- Task to complete -
Write the entries out exactly, with the final line being the one containing "validate_execution_config(&config.execution)?;".

- Entries taken from a collection -
--- --- ---
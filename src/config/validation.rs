use crate::config::types::{
    Config, ExecutionConfig, PlannerConfig, ScoringConfig, SharingConfig, StorageConfig,
};
use crate::ConfigError;

/// Validates the entire configuration
pub fn validate(config: &Config) -> Result<(), ConfigError> {
    validate_storage_config(&config.storage)?;
    validate_planner_config(&config.planner)?;
    validate_scoring_config(&config.scoring)?;
    validate_execution_config(&config.execution)?;
    validate_sharing_config(&config.sharing)?;
    Ok(())
}

/// Validates storage configuration
fn validate_storage_config(config: &StorageConfig) -> Result<(), ConfigError> {
    if config.database_path.is_empty() {
        return Err(ConfigError::Validation(
            "database_path cannot be empty".to_string(),
        ));
    }

    Ok(())
}

/// Validates plan search configuration
fn validate_planner_config(config: &PlannerConfig) -> Result<(), ConfigError> {
    if config.default_lookahead < 1 {
        return Err(ConfigError::Validation(format!(
            "default_lookahead must be >= 1, got {}",
            config.default_lookahead
        )));
    }

    if config.default_branching < 1 {
        return Err(ConfigError::Validation(format!(
            "default_branching must be >= 1, got {}",
            config.default_branching
        )));
    }

    if !(config.depth_discount > 0.0 && config.depth_discount <= 1.0) {
        return Err(ConfigError::Validation(format!(
            "depth_discount must be in (0, 1], got {}",
            config.depth_discount
        )));
    }

    if config.max_search_nodes < 1 {
        return Err(ConfigError::Validation(
            "max_search_nodes must be >= 1".to_string(),
        ));
    }

    validate_fraction("pattern_min_success_rate", config.pattern_min_success_rate)?;
    validate_non_negative("pattern_min_avg_value", config.pattern_min_avg_value)?;

    Ok(())
}

/// Validates priority scoring configuration
fn validate_scoring_config(config: &ScoringConfig) -> Result<(), ConfigError> {
    validate_non_negative("cost_weight", config.cost_weight)?;
    validate_non_negative("gap_bonus", config.gap_bonus)?;
    validate_non_negative("pattern_bonus", config.pattern_bonus)?;
    validate_non_negative("efficiency_weight", config.efficiency_weight)?;

    if config.min_priority > config.max_priority {
        return Err(ConfigError::Validation(format!(
            "min_priority ({}) must not exceed max_priority ({})",
            config.min_priority, config.max_priority
        )));
    }

    let weights = &config.method_weights;
    for (name, value) in [
        ("method_weights.explore_hub", weights.explore_hub),
        ("method_weights.history", weights.history),
        ("method_weights.adaptive_seed", weights.adaptive_seed),
        ("method_weights.sitemap", weights.sitemap),
    ] {
        validate_non_negative(name, value)?;
    }

    Ok(())
}

/// Validates execution thresholds
fn validate_execution_config(config: &ExecutionConfig) -> Result<(), ConfigError> {
    validate_non_negative("replan_deviation", config.replan_deviation)?;
    validate_non_negative("excellent_boost", config.excellent_boost)?;
    validate_non_negative("poor_penalty", config.poor_penalty)?;
    validate_fraction("backtrack_ratio", config.backtrack_ratio)?;
    validate_non_negative("success_ratio", config.success_ratio)?;

    if config.replan_interval_requests < 1 {
        return Err(ConfigError::Validation(
            "replan_interval_requests must be >= 1".to_string(),
        ));
    }

    if config.rolling_window < 1 {
        return Err(ConfigError::Validation(
            "rolling_window must be >= 1".to_string(),
        ));
    }

    if config.signature_window < 1 {
        return Err(ConfigError::Validation(
            "signature_window must be >= 1".to_string(),
        ));
    }

    if config.max_backtracks < config.backtrack_limit {
        return Err(ConfigError::Validation(format!(
            "max_backtracks ({}) must be >= backtrack_limit ({})",
            config.max_backtracks, config.backtrack_limit
        )));
    }

    if config.fetch_timeout_secs < 1 {
        return Err(ConfigError::Validation(
            "fetch_timeout_secs must be >= 1".to_string(),
        ));
    }

    Ok(())
}

/// Validates cross-domain sharing configuration
fn validate_sharing_config(config: &SharingConfig) -> Result<(), ConfigError> {
    if !(config.transfer_decay > 0.0 && config.transfer_decay <= 1.0) {
        return Err(ConfigError::Validation(format!(
            "transfer_decay must be in (0, 1], got {}",
            config.transfer_decay
        )));
    }

    validate_non_negative("lookahead_tolerance", config.lookahead_tolerance)?;
    validate_non_negative("branching_tolerance", config.branching_tolerance)?;

    Ok(())
}

fn validate_non_negative(name: &str, value: f64) -> Result<(), ConfigError> {
    if !value.is_finite() || value < 0.0 {
        return Err(ConfigError::Validation(format!(
            "{} must be a non-negative number, got {}",
            name, value
        )));
    }
    Ok(())
}

fn validate_fraction(name: &str, value: f64) -> Result<(), ConfigError> {
    if !(0.0..=1.0).contains(&value) {
        return Err(ConfigError::Validation(format!(
            "{} must be between 0 and 1, got {}",
            name, value
        )));
    }
    Ok(())
}

#[cfg(test)]
mod tests {
    use super::*;

    #[test]
    fn test_default_config_is_valid() {
        assert!(validate(&Config::default()).is_ok());
    }

    #[test]
    fn test_rejects_bad_transfer_decay() {
        let mut config = Config::default();
        config.sharing.transfer_decay = 0.0;
        assert!(validate(&config).is_err());

        config.sharing.transfer_decay = 1.2;
        assert!(validate(&config).is_err());

        config.sharing.transfer_decay = 1.0;
        assert!(validate(&config).is_ok());
    }

    #[test]
    fn test_rejects_inverted_priority_range() {
        let mut config = Config::default();
        config.scoring.min_priority = 10.0;
        config.scoring.max_priority = 5.0;
        assert!(validate(&config).is_err());
    }

    #[test]
    fn test_cost_weight_zero_is_allowed() {
        let mut config = Config::default();
        config.scoring.cost_weight = 0.0;
        assert!(validate(&config).is_ok());

        config.scoring.cost_weight = -1.0;
        assert!(validate(&config).is_err());
    }

    #[test]
    fn test_rejects_zero_windows() {
        let mut config = Config::default();
        config.execution.rolling_window = 0;
        assert!(validate(&config).is_err());

        let mut config = Config::default();
        config.execution.signature_window = 0;
        assert!(validate(&config).is_err());

        let mut config = Config::default();
        config.planner.default_lookahead = 0;
        assert!(validate(&config).is_err());
    }

    #[test]
    fn test_rejects_lifetime_backtracks_below_limit() {
        let mut config = Config::default();
        config.execution.backtrack_limit = 8;
        config.execution.max_backtracks = 4;
        assert!(validate(&config).is_err());

        config.execution.max_backtracks = 8;
        assert!(validate(&config).is_ok());
    }
}
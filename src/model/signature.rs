use crate::model::ActionType;
use serde::{Deserialize, Serialize};
use std::fmt;
use std::str::FromStr;

const SEPARATOR: char = '→';

/// Ordered list of action types identifying a learned pattern
///
/// Rendered as `explore-hub→explore-hub→history` in storage and logs.
#[derive(Debug, Clone, PartialEq, Eq, Hash, PartialOrd, Ord, Serialize, Deserialize)]
pub struct PatternSignature(Vec<ActionType>);

impl PatternSignature {
    pub fn new(kinds: Vec<ActionType>) -> Self {
        Self(kinds)
    }

    pub fn kinds(&self) -> &[ActionType] {
        &self.0
    }

    pub fn len(&self) -> usize {
        self.0.len()
    }

    pub fn is_empty(&self) -> bool {
        self.0.is_empty()
    }

    /// Returns the repeated action type if the signature repeats one type
    ///
    /// Only signatures of at least two steps count as repetition.
    pub fn repeated_kind(&self) -> Option<ActionType> {
        let first = *self.0.first()?;
        if self.0.len() >= 2 && self.0.iter().all(|k| *k == first) {
            Some(first)
        } else {
            None
        }
    }
}

impl fmt::Display for PatternSignature {
    fn fmt(&self, f: &mut fmt::Formatter<'_>) -> fmt::Result {
        for (i, kind) in self.0.iter().enumerate() {
            if i > 0 {
                write!(f, "{}", SEPARATOR)?;
            }
            write!(f, "{}", kind)?;
        }
        Ok(())
    }
}

impl FromStr for PatternSignature {
    type Err = String;

    fn from_str(s: &str) -> Result<Self, Self::Err> {
        if s.is_empty() {
            return Err("empty pattern signature".to_string());
        }

        s.split(SEPARATOR)
            .map(|part| {
                ActionType::parse(part.trim())
                    .ok_or_else(|| format!("unknown action type '{}' in signature", part))
            })
            .collect::<Result<Vec<_>, _>>()
            .map(Self)
    }
}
--- --- ---
- Solution below -
filename src/config/validation.rs
use crate::config::types::{
    Config, ExecutionConfig, PlannerConfig, ScoringConfig, SharingConfig, StorageConfig,
};
use crate::ConfigError;

/// Validates the entire configuration
pub fn validate(config: &Config) -> Result<(), ConfigError> {
    validate_storage_config(&config.storage)?;
    validate_planner_config(&config.planner)?;
    validate_scoring_config(&config.scoring)?;
    validate_execution_config(&config.execution)?;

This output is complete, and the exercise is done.